» ASSIGNMENT
Give back exactly the stretch of data below from the line holding "let (cmd_tx, cmd_rx) = mpsc::channel();" through the line holding "terminal.show_cursor()?;", both ends included, and leave the remaining lines out.

━━ RAW DATA

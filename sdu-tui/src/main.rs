//! SDU TUI: terminal client for the Unified Health Data System.
//!
//! Screens:
//! 1. Dashboard: counters and quick actions
//! 2. Search: exams by patient CPF, download links
//! 3. Upload: exam and diagnosis files
//! 4. CID: offline ICD-10 reference and charts

use std::fs::File;
use std::io::{self, stdout};
use std::path::PathBuf;
use std::sync::{mpsc, Mutex};
use std::time::Duration;

use anyhow::{Context, Result};
use clap::Parser;
use crossterm::event::{self, Event};
use crossterm::execute;
use crossterm::terminal::{
    disable_raw_mode, enable_raw_mode, EnterAlternateScreen, LeaveAlternateScreen,
};
use ratatui::backend::CrosstermBackend;
use ratatui::Terminal;
use tracing_subscriber::{layer::SubscriberExt, util::SubscriberInitExt, EnvFilter};

use sdu_core::{ApiClient, ClientConfig, HttpTransport};
use sdu_tui::app::AppState;
use sdu_tui::worker::{self, WorkerCommand};
use sdu_tui::{input, ui};

#[derive(Parser)]
#[command(name = "sdu-tui", about = "Terminal client for the SDU health data backend")]
struct Args {
    /// Backend base URL (overrides the config file)
    #[arg(long)]
    base_url: Option<String>,

    /// Config file path
    #[arg(long)]
    config: Option<PathBuf>,
}

fn main() -> Result<()> {
    let args = Args::parse();
    let config_path = args.config.unwrap_or_else(ClientConfig::default_path);
    let config = ClientConfig::load(&config_path)?.with_base_url(args.base_url)?;

    // The terminal is ours, so logs go to a file.
    init_logging(&config)?;
    tracing::info!(base_url = %config.base_url, "starting sdu-tui");

    // Install a panic hook that restores the terminal before printing the panic.
    let default_hook = std::panic::take_hook();
    std::panic::set_hook(Box::new(move |info| {
        let _ = disable_raw_mode();
        let _ = execute!(io::stderr(), LeaveAlternateScreen);
        default_hook(info);
    }));

    // Worker channels
    let (cmd_tx, cmd_rx) = mpsc::channel();
    let (resp_tx, resp_rx) = mpsc::channel();

    let transport = HttpTransport::new(&config).context("building HTTP client")?;
    let client = ApiClient::new(transport);
    let worker_handle = worker::spawn_worker(client, cmd_rx, resp_tx)?;

    let mut app = AppState::new(cmd_tx.clone(), resp_rx, config.base_url.clone());
    app.start_session_check();

    // Setup terminal
    enable_raw_mode()?;
    let mut stdout = stdout();
    execute!(stdout, EnterAlternateScreen)?;
    let backend = CrosstermBackend::new(stdout);
    let mut terminal = Terminal::new(backend)?;
    terminal.clear()?;

    let result = run_app(&mut terminal, &mut app);

    // Shutdown worker
    let _ = cmd_tx.send(WorkerCommand::Shutdown);
    let _ = worker_handle.join();

    // Restore terminal
    disable_raw_mode()?;
    execute!(terminal.backend_mut(), LeaveAlternateScreen)?;
    terminal.show_cursor()?;

    tracing::info!("sdu-tui exited");
    result
}

fn run_app(
    terminal: &mut Terminal<CrosstermBackend<io::Stdout>>,
    app: &mut AppState,
) -> Result<()> {
    loop {
        // 1. Render
        terminal.draw(|f| ui::draw(f, app))?;

        // 2. Drain worker responses (non-blocking)
        while let Ok(resp) = app.worker_rx.try_recv() {
            app.handle_worker_response(resp);
        }

        // 3. Poll for input events (50ms timeout for ~20 FPS tick)
        if event::poll(Duration::from_millis(50))? {
            if let Event::Key(key) = event::read()? {
                input::handle_key(app, key);
            }
        }

        // 4. Check quit
        if !app.running {
            break;
        }
    }
    Ok(())
}

/// `RUST_LOG` wins over the configured filter.
fn init_logging(config: &ClientConfig) -> Result<()> {
    let log_dir = dirs::cache_dir()
        .unwrap_or_else(|| PathBuf::from("."))
        .join("sdu");
    std::fs::create_dir_all(&log_dir)
        .with_context(|| format!("creating log directory {}", log_dir.display()))?;
    let log_path = log_dir.join("sdu-tui.log");
    let file = File::create(&log_path)
        .with_context(|| format!("creating log file {}", log_path.display()))?;

    let filter = EnvFilter::try_from_default_env()
        .or_else(|_| EnvFilter::try_new(&config.log_filter))
        .context("parsing log filter")?;

    tracing_subscriber::registry()
        .with(filter)
        .with(
            tracing_subscriber::fmt::layer()
                .with_ansi(false)
                .with_writer(Mutex::new(file)),
        )
        .try_init()
        .context("installing tracing subscriber")?;
    Ok(())
}
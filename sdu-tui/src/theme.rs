//! Colour tokens for the SDU TUI, with dark and light palettes.
//!
//! # Color Palette
//! - **Accent**: primary highlights, focus, active tab
//! - **Positive**: success banners, found entries
//! - **Negative**: errors, logout
//! - **Warning**: busy indicators, alerts
//! - **Neutral**: secondary info
//! - **Muted**: hints, disabled text

use ratatui::style::{Color, Modifier, Style};

#[derive(Debug, Clone, Copy, PartialEq, Eq)]
pub struct Theme {
    pub background: Color,
    pub accent: Color,
    pub positive: Color,
    pub negative: Color,
    pub warning: Color,
    pub neutral: Color,
    pub muted: Color,
    pub text_primary: Color,
}

impl Default for Theme {
    fn default() -> Self {
        Self::dark()
    }
}

impl Theme {
    pub fn dark() -> Self {
        Self {
            background: Color::Rgb(18, 18, 20),
            accent: Color::Rgb(0, 200, 255),
            positive: Color::Rgb(0, 220, 128),
            negative: Color::Rgb(255, 80, 100),
            warning: Color::Rgb(255, 160, 0),
            neutral: Color::Rgb(147, 112, 219),
            muted: Color::Rgb(120, 140, 170),
            text_primary: Color::White,
        }
    }

    pub fn light() -> Self {
        Self {
            background: Color::Rgb(250, 250, 250),
            accent: Color::Rgb(0, 90, 200),
            positive: Color::Rgb(0, 130, 60),
            negative: Color::Rgb(200, 30, 50),
            warning: Color::Rgb(190, 100, 0),
            neutral: Color::Rgb(100, 60, 160),
            muted: Color::Rgb(100, 100, 110),
            text_primary: Color::Black,
        }
    }

    pub fn for_mode(dark: bool) -> Self {
        if dark {
            Self::dark()
        } else {
            Self::light()
        }
    }

    pub fn base(&self) -> Style {
        Style::default().fg(self.text_primary).bg(self.background)
    }

    pub fn accent(&self) -> Style {
        Style::default().fg(self.accent)
    }

    pub fn accent_bold(&self) -> Style {
        self.accent().add_modifier(Modifier::BOLD)
    }

    pub fn positive(&self) -> Style {
        Style::default().fg(self.positive)
    }

    pub fn negative(&self) -> Style {
        Style::default().fg(self.negative)
    }

    pub fn warning(&self) -> Style {
        Style::default().fg(self.warning)
    }

    pub fn neutral(&self) -> Style {
        Style::default().fg(self.neutral)
    }

    pub fn muted(&self) -> Style {
        Style::default().fg(self.muted)
    }

    pub fn text(&self) -> Style {
        Style::default().fg(self.text_primary)
    }

    pub fn panel_border(&self, active: bool) -> Style {
        if active {
            self.accent()
        } else {
            self.muted()
        }
    }

    /// Focused input rows are reversed so they stay visible in both palettes.
    pub fn focused(&self, focused: bool) -> Style {
        if focused {
            self.accent().add_modifier(Modifier::REVERSED)
        } else {
            self.text()
        }
    }
}

#[cfg(test)]
mod tests {
    use super::*;

    #[test]
    fn default_is_dark() {
        assert_eq!(Theme::default(), Theme::dark());
        assert_eq!(Theme::for_mode(true), Theme::dark());
        assert_eq!(Theme::for_mode(false), Theme::light());
    }

    #[test]
    fn palettes_differ_in_background() {
        assert_ne!(Theme::dark().background, Theme::light().background);
        assert_ne!(Theme::dark().text_primary, Theme::light().text_primary);
    }

    #[test]
    fn focus_style() {
        let theme = Theme::dark();
        assert!(theme.focused(true).add_modifier.contains(Modifier::REVERSED));
        assert_eq!(theme.focused(false), theme.text());
        assert_eq!(theme.panel_border(true), theme.accent());
        assert_eq!(theme.panel_border(false), theme.muted());
    }
}
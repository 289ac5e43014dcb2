//! Application state: single-owner, main-thread only.
//!
//! All TUI state lives here. The worker thread communicates via channels.

use std::collections::VecDeque;
use std::sync::mpsc::{Receiver, Sender};

use chrono::NaiveDateTime;

use sdu_core::flows::{LoginFlow, SearchFlow, UploadFlow};
use sdu_core::reference::{self, ReferenceCodeEntry};
use sdu_core::transport::TransportError;
use sdu_core::{Screen, Session};

use crate::theme::Theme;
use crate::worker::{WorkerCommand, WorkerResponse};

const ERROR_HISTORY_CAP: usize = 50;

/// Status bar message severity.
#[derive(Debug, Clone, Copy, PartialEq, Eq)]
pub enum StatusLevel {
    Info,
    Warning,
    Error,
}

/// An error record for the error history overlay.
#[derive(Debug, Clone)]
pub struct ErrorRecord {
    pub timestamp: NaiveDateTime,
    pub category: ErrorCategory,
    pub message: String,
    pub context: String,
}

/// Error category for display.
#[derive(Debug, Clone, Copy, PartialEq, Eq)]
pub enum ErrorCategory {
    Network,
    Server,
    Validation,
    Other,
}

impl ErrorCategory {
    pub fn label(self) -> &'static str {
        match self {
            ErrorCategory::Network => "NET",
            ErrorCategory::Server => "SRV",
            ErrorCategory::Validation => "FORM",
            ErrorCategory::Other => "ERR",
        }
    }
}

/// CID screen state. Lookups are local and synchronous.
#[derive(Debug, Default)]
pub struct ReferenceState {
    pub input: String,
    pub selected: Option<&'static ReferenceCodeEntry>,
    /// Code of the last lookup, used for the "not found" hint.
    pub last_lookup: Option<String>,
}

impl ReferenceState {
    pub fn lookup(&mut self) {
        if self.input.trim().is_empty() {
            return;
        }
        self.selected = reference::lookup(&self.input);
        self.last_lookup = Some(self.input.to_uppercase());
    }

    pub fn not_found(&self) -> bool {
        self.last_lookup.is_some() && self.selected.is_none()
    }
}

/// Which overlay (if any) is shown on top.
#[derive(Debug, Clone, Copy, PartialEq, Eq)]
pub enum Overlay {
    None,
    Help,
    ErrorHistory,
}

/// Top-level application state.
pub struct AppState {
    // Navigation
    pub session: Session,
    pub running: bool,
    pub overlay: Overlay,

    // Screen states
    pub login: LoginFlow,
    pub search: SearchFlow,
    pub upload: UploadFlow,
    pub reference: ReferenceState,

    // Worker communication
    pub worker_tx: Sender<WorkerCommand>,
    pub worker_rx: Receiver<WorkerResponse>,

    // Cross-cutting
    pub dark_mode: bool,
    pub theme: Theme,
    pub status_message: Option<(String, StatusLevel)>,
    pub error_history: VecDeque<ErrorRecord>,
    pub error_scroll: usize,
    pub base_url: String,
}

impl AppState {
    pub fn new(
        worker_tx: Sender<WorkerCommand>,
        worker_rx: Receiver<WorkerResponse>,
        base_url: String,
    ) -> Self {
        Self {
            session: Session::new(),
            running: true,
            overlay: Overlay::None,
            login: LoginFlow::new(),
            search: SearchFlow::new(),
            upload: UploadFlow::new(),
            reference: ReferenceState::default(),
            worker_tx,
            worker_rx,
            dark_mode: true,
            theme: Theme::dark(),
            status_message: None,
            error_history: VecDeque::with_capacity(ERROR_HISTORY_CAP),
            error_scroll: 0,
            base_url,
        }
    }

    pub fn screen(&self) -> Screen {
        self.session.screen()
    }

    /// Record an error in the history only; the status bar is left alone.
    pub fn record_error(&mut self, category: ErrorCategory, message: String, context: String) {
        let record = ErrorRecord {
            timestamp: chrono::Local::now().naive_local(),
            category,
            message,
            context,
        };
        self.error_history.push_front(record);
        if self.error_history.len() > ERROR_HISTORY_CAP {
            self.error_history.pop_back();
        }
    }

    /// Push an error to the history and show it in the status bar.
    pub fn push_error(&mut self, category: ErrorCategory, message: String, context: String) {
        self.record_error(category, message.clone(), context);
        self.status_message = Some((message, StatusLevel::Error));
    }

    pub fn set_status(&mut self, msg: impl Into<String>) {
        self.status_message = Some((msg.into(), StatusLevel::Info));
    }

    pub fn set_warning(&mut self, msg: impl Into<String>) {
        self.status_message = Some((msg.into(), StatusLevel::Warning));
    }

    pub fn toggle_theme(&mut self) {
        self.dark_mode = !self.dark_mode;
        self.theme = Theme::for_mode(self.dark_mode);
    }

    pub fn navigate(&mut self, screen: Screen) {
        if self.session.navigate(screen) {
            self.overlay = Overlay::None;
        }
    }

    /// Send a command to the worker. A dead worker is reported as a
    /// transport failure so callers can clear their busy flag.
    fn dispatch(&mut self, cmd: WorkerCommand) -> Result<(), TransportError> {
        self.worker_tx.send(cmd).map_err(|_| {
            let err = TransportError::Other("background worker stopped".into());
            self.push_error(ErrorCategory::Other, err.to_string(), String::new());
            err
        })
    }

    pub fn start_session_check(&mut self) {
        if self.session.begin_check() && self.dispatch(WorkerCommand::CheckSession).is_err() {
            self.session.finish_check(false);
        }
    }

    pub fn submit_login(&mut self) {
        if let Some(credentials) = self.login.begin_submit() {
            if let Err(e) = self.dispatch(WorkerCommand::Login(credentials)) {
                self.login.finish_submit(Err(e), &mut self.session);
            }
        }
    }

    pub fn submit_search(&mut self) {
        if let Some(query) = self.search.begin_search() {
            if let Err(e) = self.dispatch(WorkerCommand::SearchExams { query }) {
                self.search.finish_search(Err(e));
            }
        }
    }

    pub fn request_download(&mut self) {
        if let Some(exam_id) = self.search.begin_download() {
            self.set_status(format!("Resolving download link for exam #{exam_id}..."));
            if let Err(e) = self.dispatch(WorkerCommand::ResolveDownload { exam_id }) {
                self.search.finish_download(Err(e));
            }
        }
    }

    pub fn submit_upload(&mut self) {
        match self.upload.begin_submit() {
            Some(upload) => {
                if let Err(e) = self.dispatch(WorkerCommand::Upload(Box::new(upload))) {
                    self.upload.finish_submit(Err(e));
                }
            }
            None => {
                if let Some(msg) = self.upload.error() {
                    let msg = msg.to_string();
                    self.record_error(ErrorCategory::Validation, msg, "upload form".into());
                }
            }
        }
    }

    /// Logout is client-side only; every screen's local state is dropped.
    pub fn logout(&mut self) {
        self.session.logout();
        self.login.reset();
        self.search.reset();
        self.upload.reset();
        self.reference = ReferenceState::default();
        self.overlay = Overlay::None;
        self.set_status("Logged out");
    }

    /// Apply a worker response to the owning flow.
    pub fn handle_worker_response(&mut self, resp: WorkerResponse) {
        match resp {
            WorkerResponse::SessionChecked { confirmed } => {
                self.session.finish_check(confirmed);
                if confirmed {
                    self.set_status("Existing session restored");
                }
            }
            WorkerResponse::LoginDone(result) => {
                if let Err(e) = &result {
                    // Not shown on the login screen; only the history keeps it.
                    self.record_error(ErrorCategory::Network, e.to_string(), "login".into());
                }
                self.login.finish_submit(result, &mut self.session);
                if self.session.is_authenticated() {
                    self.set_status(format!("Logged in as {}", self.login.username));
                }
            }
            WorkerResponse::SearchDone(result) => {
                match &result {
                    Err(e) => {
                        self.record_error(ErrorCategory::Network, e.to_string(), "exam search".into())
                    }
                    Ok(sdu_core::SearchOutcome::Rejected { status }) => self.record_error(
                        ErrorCategory::Server,
                        format!("search rejected with HTTP {status}"),
                        "exam search".into(),
                    ),
                    Ok(sdu_core::SearchOutcome::Malformed(e)) => self.record_error(
                        ErrorCategory::Server,
                        e.to_string(),
                        "exam search".into(),
                    ),
                    Ok(_) => {}
                }
                self.search.finish_search(result);
            }
            WorkerResponse::DownloadDone(result) => {
                match &result {
                    Err(e) => {
                        self.record_error(ErrorCategory::Network, e.to_string(), "download".into())
                    }
                    Ok(sdu_core::DownloadOutcome::Rejected { status }) => self.record_error(
                        ErrorCategory::Server,
                        format!("download rejected with HTTP {status}"),
                        "download".into(),
                    ),
                    Ok(sdu_core::DownloadOutcome::Malformed(e)) => {
                        self.record_error(ErrorCategory::Server, e.to_string(), "download".into())
                    }
                    Ok(sdu_core::DownloadOutcome::Ready(_)) => {}
                }
                match self.search.finish_download(result) {
                    Some(url) => self.set_status(format!("Download: {url}")),
                    None => self.status_message = None,
                }
            }
            WorkerResponse::UploadDone(result) => {
                self.upload.finish_submit(result);
                if self.upload.succeeded() {
                    self.set_status("File uploaded");
                } else if let Some(msg) = self.upload.error() {
                    let msg = msg.to_string();
                    self.push_error(ErrorCategory::Server, msg, "upload".into());
                }
            }
        }
    }
}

━━━━

» OUTPUT OF THE EXERCISE
    let (cmd_tx, cmd_rx) = mpsc::channel();
    let (resp_tx, resp_rx) = mpsc::channel();

    let transport = HttpTransport::new(&config).context("building HTTP client")?;
    let client = ApiClient::new(transport);
    let worker_handle = worker::spawn_worker(client, cmd_rx, resp_tx)?;

    let mut app = AppState::new(cmd_tx.clone(), resp_rx, config.base_url.clone());
    app.start_session_check();

    // Setup terminal
    enable_raw_mode()?;
    let mut stdout = stdout();
    execute!(stdout, EnterAlternateScreen)?;
    let backend = CrosstermBackend::new(stdout);
    let mut terminal = Terminal::new(backend)?;
    terminal.clear()?;

    let result = run_app(&mut terminal, &mut app);

    // Shutdown worker
    let _ = cmd_tx.send(WorkerCommand::Shutdown);
    let _ = worker_handle.join();

    // Restore terminal
    disable_raw_mode()?;
    execute!(terminal.backend_mut(), LeaveAlternateScreen)?;
    terminal.show_cursor()?;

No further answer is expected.